I paused writing that: “evil.”  I almost erased it.  I was concerned initially that someone would think I was dismissing the student as irredeemable, beyond hope.  I wouldn’t: every student always has an opportunity to make good as far as I’m concerned.  And yet in God’s eyes lies are evil.  They are sin.  A form of wickedness.  The curse, the serpent, in our actions and our words.

And I think it’s important to consider that student, who in the end—if you knew him—is probably not a bad kid, really, who wanted to get out of some work, who had what he perceived to be a justification, who probably wasn’t thinking of sin and God and the cosmos when he tried to trick his professor into giving him a break.

But evil can be like this: unexpected, insistent, stemming from places and people we’d like to think better of. And that’s the thing. This kind of evil—the kind that lies and seethes with pride, that uses deception and flattery to get what it wants,that obscures and obfuscates—can be deadly.  All the more so because we don’t treat it with much seriousness.

It was always a matter of bewilderment to me the sins we “picked” to focus on.  My home church used to hold skits and seminars and whole entire sermons on the evils of premarital sex and the dangers of pregnancy out of wedlock.  I know believers who protested sexual sins at college campuses and carried signs and engaged in thunderous call-outs on the use of pornography and alcoholism.

Where are the protest signs for lying? Why don’t we see “GOD DIDN’T MAKE US TO SPEAK WITH LYING TONGUES” slogans parading around on the local news?  Where are the skits in congregations and churches meant to make us sweat, shamefaced, and promise to God that no matter what else we did we wouldn’t do that?  Where’s the Christian anti-lying movement, parroted at Christian conferences with pithy slogans and illustrations of how lying can wreck a life?

We don’t do that.

Maybe because lying lacks spectacle.  It’s not as shock-inducing as some other sins, being at times less scandalous in the amount of gasps it can produce and spectators it might titillate. Lying can be subtle, quiet, barely noticeable.   Maybe because we don’t care unless someone important (like a celebrity or a pastor) is lying about something we care about (sexual sin).  Maybe—and this one hurts—lying is something many believers do with such frequency or with such commonality that condemning it to the same bin as some of the “other” awful sins hits a little close to home.

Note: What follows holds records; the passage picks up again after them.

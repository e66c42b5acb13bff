#![deny(clippy::all)]
#![deny(warnings)]
#![no_std]

//! # Substep-accumulator DDA stepper engine
//!
//! A classic Bresenham-style Digital Differential Analyzer, overclocked so the
//! step clock runs at a constant tick rate. Per motor it maintains a 32-bit
//! signed `substep_accumulator` and a 32-bit `substep_increment`; each DDA
//! tick subtracts the increment from the accumulator, and when the
//! accumulator crosses zero it wraps (adds back a per-motor substep modulus)
//! and emits a step pulse in the motor's latched direction.
//!
//! ## Segment-boundary discipline
//!
//! Accumulator phase is preserved across consecutive segments of the same
//! move so pulse spacing stays continuous. If a newly loaded segment's
//! increment differs from the previous one by more than
//! [`ACCUMULATOR_RESET_FACTOR`], the accumulator is reset instead, to avoid
//! an audible or mechanically damaging pulse gap.
//!
//! ## Hardware abstraction
//!
//! A single [`StepperBackend`] trait covers `set_period`, `load_segment`,
//! `motor_enable`, `motor_direction`, and `step_pulse`, so a host simulator
//! and any number of real MCU targets satisfy it without the core DDA logic
//! ever touching a register directly.
//!
//! ## Safety
//!
//! - Lock-free: the segment hand-off from LO to HI priority is the
//!   [`SegmentSlot`] single-word ownership flag, not a queue.
//! - No heap allocation: fully `#[no_std]`, fixed per-motor arrays.

use core::sync::atomic::{AtomicU8, Ordering};

/// Maximum number of independently driven motors.
pub const MAX_MOTORS: usize = 6;

/// If the new segment's substep increment differs from the previous one by
/// more than this factor, the accumulator is reset rather than carried over,
/// to avoid a discontinuous pulse gap at the segment boundary.
pub const ACCUMULATOR_RESET_FACTOR: i64 = 4;

/// One motor's prepared segment: the DDA inputs needed to run it at a
/// constant rate for its duration, as produced by segment prep (`motion::prep`).
#[derive(Debug, Clone, Copy, PartialEq, Eq, Default)]
pub struct MotorSegment {
    /// Signed substep increment subtracted from the accumulator each DDA tick.
    /// Sign encodes direction; magnitude encodes rate.
    pub substep_increment: i32,
    /// Number of DDA ticks this segment runs for.
    pub ticks: u32,
}

/// A fully prepared segment covering up to [`MAX_MOTORS`] motors, ready to be
/// loaded into the DDA at the next segment boundary.
#[derive(Debug, Clone, Copy, Default)]
pub struct PreparedSegment {
    pub motors: [MotorSegment; MAX_MOTORS],
    pub active_mask: u8,
    pub direction_mask: u8,
}

/// Ownership states for the single-word segment hand-off between LO-priority
/// prep and HI-priority load, mirroring the prep buffer's
/// `OWNED_BY_LOADER`/`OWNED_BY_EXEC` discipline described in the design notes.
#[derive(Debug, Clone, Copy, PartialEq, Eq)]
#[repr(u8)]
enum SlotOwner {
    Loader = 0,
    Exec = 1,
}

/// Lock-free single-producer/single-consumer hand-off of one [`PreparedSegment`]
/// from the LO-priority exec/prep side to the HI-priority DDA ISR.
///
/// The owner byte is the publication fence: the producer (LO) writes the
/// segment body, then publishes by storing `Loader`; the consumer (HI) takes
/// the segment when it observes `Loader`, then stores `Exec` to release the
/// slot back.
pub struct SegmentSlot {
    segment: core::cell::UnsafeCell<PreparedSegment>,
    owner: AtomicU8,
}

// Safety: access is disciplined by the owner flag's acquire/release protocol;
// exactly one side touches `segment` at a time.
unsafe impl Sync for SegmentSlot {}

impl SegmentSlot {
    pub const fn new() -> Self {
        Self {
            segment: core::cell::UnsafeCell::new(PreparedSegment {
                motors: [MotorSegment {
                    substep_increment: 0,
                    ticks: 0,
                }; MAX_MOTORS],
                active_mask: 0,
                direction_mask: 0,
            }),
            owner: AtomicU8::new(SlotOwner::Exec as u8),
        }
    }

    /// Called from LO priority: write a freshly prepared segment and publish
    /// it to the DDA. Returns `false` if the slot was not free (HI hasn't
    /// consumed the previous one yet).
    pub fn publish(&self, segment: PreparedSegment) -> bool {
        if self.owner.load(Ordering::Acquire) != SlotOwner::Exec as u8 {
            return false;
        }
        // Safety: owner == Exec means HI is not reading; we hold sole access.
        unsafe {
            *self.segment.get() = segment;
        }
        self.owner.store(SlotOwner::Loader as u8, Ordering::Release);
        true
    }

    /// Called from HI priority: take the published segment if one is ready.
    pub fn take(&self) -> Option<PreparedSegment> {
        if self.owner.load(Ordering::Acquire) != SlotOwner::Loader as u8 {
            return None;
        }
        // Safety: owner == Loader means LO is not writing; we hold sole access.
        let segment = unsafe { *self.segment.get() };
        self.owner.store(SlotOwner::Exec as u8, Ordering::Release);
        Some(segment)
    }
}

impl Default for SegmentSlot {
    fn default() -> Self {
        Self::new()
    }
}

/// Hardware-agnostic interface the DDA engine drives. Implemented once per
/// real MCU target and once by the host simulator; core DDA logic never
/// depends on a concrete peripheral type.
pub trait StepperBackend {
    /// Programs the period timer so the next tick fires after `ticks` DDA ticks.
    fn set_period(&mut self, ticks: u32);
    /// Loads a prepared segment's per-motor increments into the backend's
    /// latched state, ahead of the segment actually starting.
    fn load_segment(&mut self, segment: &PreparedSegment);
    /// Enables or disables motor driver power for the given motor index.
    fn motor_enable(&mut self, motor: usize, enabled: bool);
    /// Latches the direction pin for the given motor. Not changed mid-segment.
    fn motor_direction(&mut self, motor: usize, forward: bool);
    /// Emits a single step pulse on the given motor's step line.
    fn step_pulse(&mut self, motor: usize);
}

/// Per-motor DDA state: the accumulator and its current increment/modulus.
#[derive(Debug, Clone, Copy, Default)]
struct MotorDda {
    substep_accumulator: i32,
    substep_increment: i32,
    /// Value added back to the accumulator on wrap; i.e. the modulus the
    /// accumulator wraps around, derived from the segment's substep scaling.
    substep_modulus: i32,
    ticks_remaining: u32,
    direction_forward: bool,
    active: bool,
}

/// The DDA engine itself: one [`MotorDda`] per motor, driven one tick at a
/// time from HI priority, consuming [`PreparedSegment`]s from a [`SegmentSlot`].
pub struct DdaEngine<const N: usize> {
    motors: [MotorDda; N],
    dda_ticks_downcount: u32,
}

impl<const N: usize> DdaEngine<N> {
    pub fn new() -> Self {
        assert!(N <= MAX_MOTORS, "DdaEngine supports at most MAX_MOTORS motors");
        Self {
            motors: [MotorDda::default(); N],
            dda_ticks_downcount: 0,
        }
    }

    /// Loads a freshly arrived segment into the per-motor DDA state,
    /// applying the segment-boundary reset discipline: if the new increment
    /// differs from the previous one by more than `ACCUMULATOR_RESET_FACTOR`,
    /// the accumulator is reset to zero instead of carried forward.
    fn load(&mut self, segment: &PreparedSegment, backend: &mut impl StepperBackend) {
        backend.load_segment(segment);
        for i in 0..N {
            let active = (segment.active_mask >> i) & 1 != 0;
            let motor = &mut self.motors[i];
            if !active {
                motor.active = false;
                continue;
            }
            let new_increment = segment.motors[i].substep_increment;
            let forward = (segment.direction_mask >> i) & 1 != 0;

            let direction_changed = motor.active && motor.direction_forward != forward;
            let magnitude_ratio_exceeded = motor.active
                && motor.substep_increment != 0
                && {
                    let prev = motor.substep_increment.unsigned_abs() as i64;
                    let next = new_increment.unsigned_abs() as i64;
                    let (hi, lo) = if prev > next { (prev, next) } else { (next, prev) };
                    lo == 0 || hi / lo.max(1) > ACCUMULATOR_RESET_FACTOR
                };

            if !motor.active || direction_changed || magnitude_ratio_exceeded {
                motor.substep_accumulator = 0;
            }

            motor.substep_increment = new_increment;
            motor.substep_modulus = new_increment.unsigned_abs() as i32;
            motor.ticks_remaining = segment.motors[i].ticks;
            motor.direction_forward = forward;
            motor.active = true;

            backend.motor_direction(i, forward);
        }
    }

    /// Advances the DDA by one tick. Intended to be called from the HI
    /// priority DDA ISR on every timer tick. When the current segment's tick
    /// budget is exhausted, loads the next prepared segment from `slot` (if
    /// any is ready) and reprograms the period timer.
    pub fn on_tick(&mut self, slot: &SegmentSlot, backend: &mut impl StepperBackend) {
        for i in 0..N {
            let motor = &mut self.motors[i];
            if !motor.active || motor.ticks_remaining == 0 {
                continue;
            }
            motor.substep_accumulator -= motor.substep_increment.abs();
            if motor.substep_accumulator <= 0 {
                motor.substep_accumulator += motor.substep_modulus.max(1);
                backend.step_pulse(i);
            }
            motor.ticks_remaining -= 1;
        }

        if self.dda_ticks_downcount > 0 {
            self.dda_ticks_downcount -= 1;
        }

        if self.dda_ticks_downcount == 0 {
            if let Some(segment) = slot.take() {
                self.load(&segment, backend);
                let period = self
                    .motors
                    .iter()
                    .filter(|m| m.active)
                    .map(|m| m.ticks_remaining)
                    .max()
                    .unwrap_or(1)
                    .max(1);
                self.dda_ticks_downcount = period;
                backend.set_period(1);
            }
        }
    }

    /// Hard-alarm stop: deasserts step lines, zeros increments and
    /// downcounts, and transitions all motors to an idle (disabled) state.
    pub fn emergency_stop(&mut self, backend: &mut impl StepperBackend) {
        for i in 0..N {
            self.motors[i] = MotorDda::default();
            backend.motor_enable(i, false);
        }
        self.dda_ticks_downcount = 0;
    }
}

impl<const N: usize> Default for DdaEngine<N> {
    fn default() -> Self {
        Self::new()
    }
}

#[cfg(test)]
mod tests {
    use super::*;

    #[derive(Default)]
    struct MockBackend {
        steps: [u32; MAX_MOTORS],
        enabled: [bool; MAX_MOTORS],
        directions: [bool; MAX_MOTORS],
        periods: heapless::Vec<u32, 16>,
    }

    impl StepperBackend for MockBackend {
        fn set_period(&mut self, ticks: u32) {
            let _ = self.periods.push(ticks);
        }
        fn load_segment(&mut self, _segment: &PreparedSegment) {}
        fn motor_enable(&mut self, motor: usize, enabled: bool) {
            self.enabled[motor] = enabled;
        }
        fn motor_direction(&mut self, motor: usize, forward: bool) {
            self.directions[motor] = forward;
        }
        fn step_pulse(&mut self, motor: usize) {
            self.steps[motor] += 1;
        }
    }

    fn segment(increment: i32, ticks: u32, forward: bool) -> PreparedSegment {
        let mut s = PreparedSegment::default();
        s.motors[0] = MotorSegment {
            substep_increment: increment,
            ticks,
        };
        s.active_mask = 1;
        s.direction_mask = if forward { 1 } else { 0 };
        s
    }

    #[test]
    fn slot_publish_take_roundtrip() {
        let slot = SegmentSlot::new();
        assert!(slot.take().is_none());
        assert!(slot.publish(segment(100, 10, true)));
        // Not free until consumed.
        assert!(!slot.publish(segment(50, 5, true)));
        let got = slot.take().unwrap();
        assert_eq!(got.motors[0].substep_increment, 100);
        assert!(slot.take().is_none());
    }

    #[test]
    fn constant_rate_produces_expected_step_count() {
        let slot = SegmentSlot::new();
        let mut engine = DdaEngine::<1>::new();
        let mut backend = MockBackend::default();

        // Increment equal to the modulus means one step roughly every tick.
        slot.publish(segment(100, 20, true));
        for _ in 0..25 {
            engine.on_tick(&slot, &mut backend);
        }
        assert!(backend.steps[0] >= 15, "expected steady steps, got {}", backend.steps[0]);
        assert!(backend.directions[0]);
    }

    #[test]
    fn emergency_stop_clears_state() {
        let slot = SegmentSlot::new();
        let mut engine = DdaEngine::<2>::new();
        let mut backend = MockBackend::default();
        slot.publish(segment(100, 20, true));
        engine.on_tick(&slot, &mut backend);
        engine.emergency_stop(&mut backend);
        assert!(!backend.enabled[0]);
        assert!(!backend.enabled[1]);
    }

    #[test]
    fn direction_change_resets_accumulator() {
        let slot = SegmentSlot::new();
        let mut engine = DdaEngine::<1>::new();
        let mut backend = MockBackend::default();
        slot.publish(segment(100, 5, true));
        for _ in 0..6 {
            engine.on_tick(&slot, &mut backend);
        }
        slot.publish(segment(100, 5, false));
        for _ in 0..6 {
            engine.on_tick(&slot, &mut backend);
        }
        assert!(!backend.directions[0]);
    }
}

Meanwhile, Ananias and Sapphira died for lying to God.  Ananias was struck down without even saying a word!  That he set the money before Peter, implying it was the full sum, was enough to earn the condemnation. A lying tongue is second on the list of things God hates, second only behind “haughty eyes” (and what this says about our sin priorities, I don’t entirely know).

Strange what we’ve grown to tolerate, or even excuse, especially in service of what we perceive to be a greater good.  But the ends don’t justify the means, and God judges the heart. 

I’d like to posit here that lying might be especially deadly because it’s indicative of a poisoned heart.  The sins that emerge from our mouths are deep-rooted.  They speak to our us-ness, who we are inside, the kind of self we’ve cultivated.  Garbage in, garbage out. 

Any believer who finds that lying comes easily should be a five-alarm fire.

And yet.  And yet.  When it comes to these “less visible” sins,  we’re quick to forgive (especially ourselves)—so quick, sometimes, that we might miss the impact of them or what the sin might tell us about the state of our heart.  As I pondered that student, unrepentantly lying his face off for a series of six to seven emails, I wondered: what sort of a person will you become?  What sort of a person will this make you, in the end?  Will you ever look back at this as something that mattered? It does. It does.

I grieve for him.  And I grieve for us, too.  May we never lose the gravity of our sin—or the refreshing wonder of God’s grace and forgiveness every time it renews.  Lying matters.  But if we recognize that and seek to mend our hearts, truth will begin to leaven our words.